Foi com alguma incredulidade que li a resposta do ministro da Educação à reivindicação dos professores em relação à contagem do tempo que não contou para a progressão entre o final de Agosto de 2005 e Dezembro de 2007 e depois de Janeiro de 2011 a Dezembro de 2017. Foi quase uma década de serviço efectivamente prestado e que, a acreditar nas avaliações internacionais, foi em claro benefício do desempenho dos seus alunos.

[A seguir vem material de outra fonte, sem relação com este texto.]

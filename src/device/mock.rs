//! In-memory connector for tests and development.
//!
//! `MockConnector` records every request it receives. The paired
//! `MockConnectorHandle` plays the radio side: it resolves connect requests,
//! delivers printer data and drops connections, through the reporter of the
//! session each call names.

use std::collections::HashMap;
use std::sync::{Arc, Mutex, MutexGuard};

use crate::device::connector::{PeripheralConnector, SessionReporter};
use crate::device::types::{ConnectOutcome, ConnectRequest, ErrorKind};

#[derive(Debug, Clone, PartialEq, Eq)]
pub enum ConnectorCall {
    Connect(ConnectRequest),
    Disconnect,
    Write { sequence: u64, data: Vec<u8> },
}

#[derive(Debug, Default)]
struct MockState {
    calls: Vec<ConnectorCall>,
    reporters: HashMap<u64, SessionReporter>,
}

fn lock(shared: &Mutex<MockState>) -> MutexGuard<'_, MockState> {
    shared.lock().unwrap_or_else(|poisoned| poisoned.into_inner())
}

#[derive(Debug)]
pub struct MockConnector {
    shared: Arc<Mutex<MockState>>,
}

impl MockConnector {
    pub fn new() -> (Self, MockConnectorHandle) {
        let shared = Arc::new(Mutex::new(MockState::default()));
        let connector = MockConnector { shared: shared.clone() };
        (connector, MockConnectorHandle { shared })
    }
}

impl PeripheralConnector for MockConnector {
    fn connect(&mut self, request: ConnectRequest, reporter: SessionReporter) {
        let mut state = lock(&self.shared);
        state.reporters.insert(request.sequence, reporter);
        state.calls.push(ConnectorCall::Connect(request));
    }

    fn disconnect(&mut self) {
        lock(&self.shared).calls.push(ConnectorCall::Disconnect);
    }

    fn write(&mut self, sequence: u64, data: Vec<u8>) {
        lock(&self.shared).calls.push(ConnectorCall::Write { sequence, data });
    }
}

/// Radio side of a `MockConnector`. Every method returns `false` when no connect
/// request was ever issued for `sequence`.
#[derive(Debug, Clone)]
pub struct MockConnectorHandle {
    shared: Arc<Mutex<MockState>>,
}

impl MockConnectorHandle {
    pub fn calls(&self) -> Vec<ConnectorCall> {
        lock(&self.shared).calls.clone()
    }

    pub fn connect_requests(&self) -> Vec<ConnectRequest> {
        lock(&self.shared).calls.iter().filter_map(|call| match call {
            ConnectorCall::Connect(request) => Some(request.clone()),
            _ => None,
        }).collect()
    }

    pub fn writes(&self) -> Vec<Vec<u8>> {
        lock(&self.shared).calls.iter().filter_map(|call| match call {
            ConnectorCall::Write { data, .. } => Some(data.clone()),
            _ => None,
        }).collect()
    }

    // the reporter is cloned out so the link is never called with our lock held
    fn reporter(&self, sequence: u64) -> Option<SessionReporter> {
        lock(&self.shared).reporters.get(&sequence).cloned()
    }

    pub fn resolve(&self, sequence: u64, outcome: ConnectOutcome) -> bool {
        match self.reporter(sequence) {
            Some(reporter) => {
                reporter.resolve(outcome);
                true
            },
            None => false,
        }
    }

    pub fn receive(&self, sequence: u64, data: &[u8]) -> bool {
        match self.reporter(sequence) {
            Some(reporter) => {
                reporter.data(data.to_vec());
                true
            },
            None => false,
        }
    }

    pub fn drop_connection(&self, sequence: u64) -> bool {
        match self.reporter(sequence) {
            Some(reporter) => {
                reporter.connection_lost();
                true
            },
            None => false,
        }
    }

    pub fn report_error(&self, sequence: u64, kind: ErrorKind, message: &str) -> bool {
        match self.reporter(sequence) {
            Some(reporter) => {
                reporter.error(kind, message);
                true
            },
            None => false,
        }
    }
}

#[cfg(test)]
mod tests {
    use super::*;

    #[test]
    fn records_calls_in_order() {
        let (mut connector, handle) = MockConnector::new();
        let request = ConnectRequest { sequence: 3, peripheral_id: "AA:BB".to_string() };

        connector.connect(request.clone(), SessionReporter::detached(3));
        connector.write(3, vec![0x1b, 0x40]);
        connector.disconnect();

        assert_eq!(handle.calls(), vec![
            ConnectorCall::Connect(request.clone()),
            ConnectorCall::Write { sequence: 3, data: vec![0x1b, 0x40] },
            ConnectorCall::Disconnect,
        ]);
        assert_eq!(handle.connect_requests(), vec![request]);
        assert_eq!(handle.writes(), vec![vec![0x1b, 0x40]]);
    }

    #[test]
    fn unknown_sessions_cannot_be_resolved() {
        let (mut connector, handle) = MockConnector::new();
        connector.connect(
            ConnectRequest { sequence: 1, peripheral_id: "AA:BB".to_string() },
            SessionReporter::detached(1),
        );

        assert!(handle.resolve(1, ConnectOutcome::Success));
        assert!(!handle.resolve(2, ConnectOutcome::Success));
        assert!(!handle.drop_connection(2));
    }
}
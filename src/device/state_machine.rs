use std::sync::Weak;
use log::{debug, info, warn};

use crate::device::bridge::{EventBridge, EventSink};
use crate::device::connector::{ConnectorCallbacks, PeripheralConnector, SessionReporter};
use crate::device::types::{ConnectOutcome, ConnectRequest, ConnectState, ErrorKind, Event};
use crate::error::LinkError;

/// Receives every state transition, before it is emitted on the event stream.
pub trait StateListener: Send {
    fn on_state_change(&mut self, state: ConnectState);
}

impl<F> StateListener for F
where
    F: FnMut(ConnectState) + Send,
{
    fn on_state_change(&mut self, state: ConnectState) {
        self(state)
    }
}

/// One connect attempt to one printer.
#[derive(Debug, Clone, PartialEq, Eq)]
pub struct ConnectionSession {
    pub peripheral_id: String,
    pub state: ConnectState,
    pub sequence: u64,
}

/// Owns the connection state of the managed printer.
///
/// Connector reports carry the sequence of the session they were issued for; any
/// report for a session other than the current one is stale and discarded.
pub struct ConnectionStateMachine<C: PeripheralConnector> {
    connector: C,
    callbacks: Weak<dyn ConnectorCallbacks>,
    session: Option<ConnectionSession>,
    last_sequence: u64,
    listener: Option<Box<dyn StateListener>>,
    bridge: EventBridge,
}

impl<C: PeripheralConnector> ConnectionStateMachine<C> {
    pub fn new(connector: C, callbacks: Weak<dyn ConnectorCallbacks>) -> Self {
        ConnectionStateMachine {
            connector,
            callbacks,
            session: None,
            last_sequence: 0,
            listener: None,
            bridge: EventBridge::new(),
        }
    }

    pub fn current_state(&self) -> ConnectState {
        match &self.session {
            Some(session) => session.state,
            None => ConnectState::Disconnected,
        }
    }

    pub fn is_connected(&self) -> bool {
        self.current_state() == ConnectState::Connected
    }

    pub fn session(&self) -> Option<&ConnectionSession> {
        self.session.as_ref()
    }

    pub fn peripheral_id(&self) -> Option<&str> {
        self.session.as_ref().map(|session| session.peripheral_id.as_str())
    }

    pub fn connector(&self) -> &C {
        &self.connector
    }

    pub fn set_state_listener(&mut self, listener: Box<dyn StateListener>) {
        self.listener = Some(listener);
    }

    pub fn clear_state_listener(&mut self) {
        self.listener = None;
    }

    pub fn attach_sink(&mut self, sink: Box<dyn EventSink>) {
        self.bridge.attach_sink(sink);
    }

    pub fn detach_sink(&mut self) {
        self.bridge.detach_sink();
    }

    pub fn has_sink(&self) -> bool {
        self.bridge.has_sink()
    }

    /// Starts a new session for `peripheral_id` and returns its sequence.
    ///
    /// `Connecting` is reported before this returns; the outcome arrives later through
    /// `on_connector_result`.
    pub fn connect(&mut self, peripheral_id: &str) -> Result<u64, LinkError> {
        if peripheral_id.is_empty() {
            return Err(LinkError::EmptyPeripheralId);
        }

        if let Some(previous) = self.session.take() {
            info!(
                "Session {} for {} ({}) superseded by new connect request",
                previous.sequence, previous.peripheral_id, previous.state,
            );
        }

        self.last_sequence += 1;
        let sequence = self.last_sequence;

        self.session = Some(ConnectionSession {
            peripheral_id: peripheral_id.to_string(),
            state: ConnectState::Connecting,
            sequence,
        });
        info!("Connecting to printer {} (session {})", peripheral_id, sequence);
        self.notify(ConnectState::Connecting);

        let request = ConnectRequest { sequence, peripheral_id: peripheral_id.to_string() };
        let reporter = SessionReporter::new(sequence, self.callbacks.clone());
        self.connector.connect(request, reporter);

        Ok(sequence)
    }

    pub fn disconnect(&mut self) {
        let session = match self.session.take() {
            Some(session) => session,
            None => {
                debug!("Disconnect requested without an active session");
                return;
            },
        };

        info!("Disconnecting from printer {} (session {})", session.peripheral_id, session.sequence);
        self.connector.disconnect();
        self.notify(ConnectState::Disconnected);
    }

    pub fn on_connector_result(&mut self, sequence: u64, outcome: ConnectOutcome) {
        let session = match self.active_session(sequence) {
            Some(session) => session,
            None => return,
        };

        if session.state != ConnectState::Connecting {
            debug!("Ignoring connect result {:?} for session {} in state {}", outcome, sequence, session.state);
            return;
        }

        match outcome {
            ConnectOutcome::Success => {
                info!("Printer {} connected", session.peripheral_id);
                session.state = ConnectState::Connected;
                self.notify(ConnectState::Connected);
            },
            ConnectOutcome::Timeout => {
                warn!("Connecting to printer {} timed out", session.peripheral_id);
                session.state = ConnectState::Timeout;
                self.notify(ConnectState::Timeout);
            },
            ConnectOutcome::Failure { kind, reason } => {
                warn!("Connecting to printer {} failed ({}): {}", session.peripheral_id, kind, reason);
                session.state = ConnectState::Failed;
                self.notify(ConnectState::Failed);
                self.bridge.emit(Event::error(kind, reason));
            },
        }
    }

    pub fn on_data(&mut self, sequence: u64, data: Vec<u8>) {
        let session = match self.active_session(sequence) {
            Some(session) => session,
            None => return,
        };

        if session.state != ConnectState::Connected {
            debug!("Dropping {} bytes received in state {}", data.len(), session.state);
            return;
        }

        self.bridge.emit(Event::data_received(data));
    }

    /// The connector noticed the printer went away; same as a disconnect, minus
    /// asking the connector to disconnect.
    pub fn on_connection_lost(&mut self, sequence: u64) {
        let state = match self.active_session(sequence) {
            Some(session) => session.state,
            None => return,
        };

        if state != ConnectState::Connected {
            debug!("Ignoring connection loss of session {} in state {}", sequence, state);
            return;
        }

        warn!("Connection to printer lost (session {})", sequence);
        self.session = None;
        self.notify(ConnectState::Disconnected);
    }

    pub fn on_connector_error(&mut self, sequence: u64, kind: ErrorKind, message: String) {
        if self.active_session(sequence).is_none() {
            return;
        }

        warn!("Printer error ({}): {}", kind, message);
        self.bridge.emit(Event::error(kind, message));
    }

    /// Passes raw bytes to the connected printer.
    pub fn write(&mut self, data: &[u8]) -> Result<(), LinkError> {
        if data.is_empty() {
            return Err(LinkError::EmptyPayload);
        }

        let sequence = match &self.session {
            Some(session) if session.state == ConnectState::Connected => session.sequence,
            _ => return Err(LinkError::NotConnected),
        };

        debug!("Writing {} bytes to printer (session {})", data.len(), sequence);
        self.connector.write(sequence, data.to_vec());
        Ok(())
    }

    /// Teardown: ends the session and forgets the sink and the listener.
    pub fn shutdown(&mut self) {
        self.disconnect();
        self.bridge.detach_sink();
        self.listener = None;
    }

    fn active_session(&mut self, sequence: u64) -> Option<&mut ConnectionSession> {
        match self.session.as_mut() {
            Some(session) if session.sequence == sequence => Some(session),
            _ => {
                debug!("Discarding stale callback for session {}", sequence);
                None
            },
        }
    }

    fn notify(&mut self, state: ConnectState) {
        if let Some(listener) = self.listener.as_mut() {
            listener.on_state_change(state);
        }
        self.bridge.emit(Event::state_changed(state));
    }
}

impl<C: PeripheralConnector> Drop for ConnectionStateMachine<C> {
    fn drop(&mut self) {
        if self.session.is_some() {
            self.connector.disconnect();
        }
    }
}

Afirmou o ministro, fazendo de porta-voz do Governo, que ou os professores aceitam a proposta do Governo ou então não terão qualquer reposição de tempo de serviço. Este tipo de atitude é inaceitável na forma e conteúdo. E ainda é pior quando vinda de um governante que há pouco mais de seis meses afirmava que defenderia “radicalmente” os direitos dos professores e que em entrevista recente (Notícias Magazine de 27 de Maio) afirmou ter crescido num ambiente rodeado de professores. Eu percebo que terá feito mossa a crítica que lhe foi feita de ser demasiado próximo da Fenprof, assim como também compreendo que nem toda a gente é capaz de repelir com convicção e eficácia a acusação de as reivindicações dos docentes serem “corporativas”. Mas ninguém o obrigou a declarar o que declarou. Se eu acreditei na tal “radicalidade”? Nem um pouco, porque sei, desde que tomou posse, que o seu peso político neste Governo tende para zero.
Mas esta resposta revela algo que vai para além da coerência política deste ministro transitório. Revela que a animosidade declarada há mais de uma década entre o PS e a generalidade da classe docente não ficou resolvida com o fim dos governos de Sócrates ou com a passagem da ex-ministra Maria de Lurdes Rodrigues para o estatuto de “senadora” e reitora, apesar da sua recusa em ser avaliada em termos que considerou “burocráticos”.
Esta resposta revela que os congelamentos da carreira docente decretados pelo PS o foram com o objectivo de se tornarem um corte permanente e definitivo no horizonte de progressão da maioria dos professores que estavam integrados na carreira quando chegaram ao poder, seja em 2005, seja em 2015. Contra os protestos desses professores, apresentam medidas como o fim da PACC que o próprio PS criara ou a vinculação “extraordinária” de docentes, mecanismo criado por Nuno Crato e virtude de uma imposição comunitária. O resto, dizem, são medidas na defesa do “interesse dos alunos”, sendo usual que apresentem tal difuso interesse como contraditório ao dos professores. E repetem uma espécie de ladainha que afirma que sem alunos não existiriam escolas ou sequer o sistema educativo que emprega os professores.
Perante isso, o que questiono é se a Educação seria possível sem professores e se há quem leve mesmo a sério aquelas teorias neo-construtivistas que estão na origem de algumas das reformas promovidas pelo secretário de Estado João Costa e alguns micro-feudos associativos e académicos e que afirmam que o conhecimento é algo que pode ser construído pelos alunos ab nihilo, apenas com uma espécie de orientação que não carece de especial qualificação académica.
A sério que acreditam que os professores são seres menores no sistema educativo e que a defesa dos seus interesses legítimos de verem o tempo de serviço que prestaram ser-lhes reposto tem menor valor do que o de quaisquer outros “actores” no palco da Educação? Ou isso não passa de uma retórica demagógica e servida com argumentos falaciosos como o daquela senhora deputada que disse que o tempo não pode voltar atrás e mais umas coisas assim, com escasso nexo, pois ninguém quer regressar ao passado, mas apenas que lhe seja devolvido o que foi abusivamente retirado. Senhora deputada que, quase por certo, assinou uma resolução do Parlamento a recomendar isso mesmo.
As semanas que se aproximam podem ser das mais conflituosas da última década em matéria de Educação. Ao fim de dois anos e meio, parece que alguns sindicatos despertaram de um estranho torpor. Pessoalmente, acho que os professores devem reagir para além de quaisquer tacticismos político-partidários, assumindo com clareza a defesa do que é seu. Para isso, foi entregue no Parlamento uma Iniciativa Legislativa de Cidadãos para recuperação de todo o tempo de serviço docente que não colide em nada com as regras do orçamento para 2018.
Porque os professores devem ter a coragem de assumir a defesa do que é seu, não recuando perante ataques demagógicos ou chantagens insuportáveis. Porque sem eles não há Educação, por muito que seja o deslumbramento com as novas tecnologias.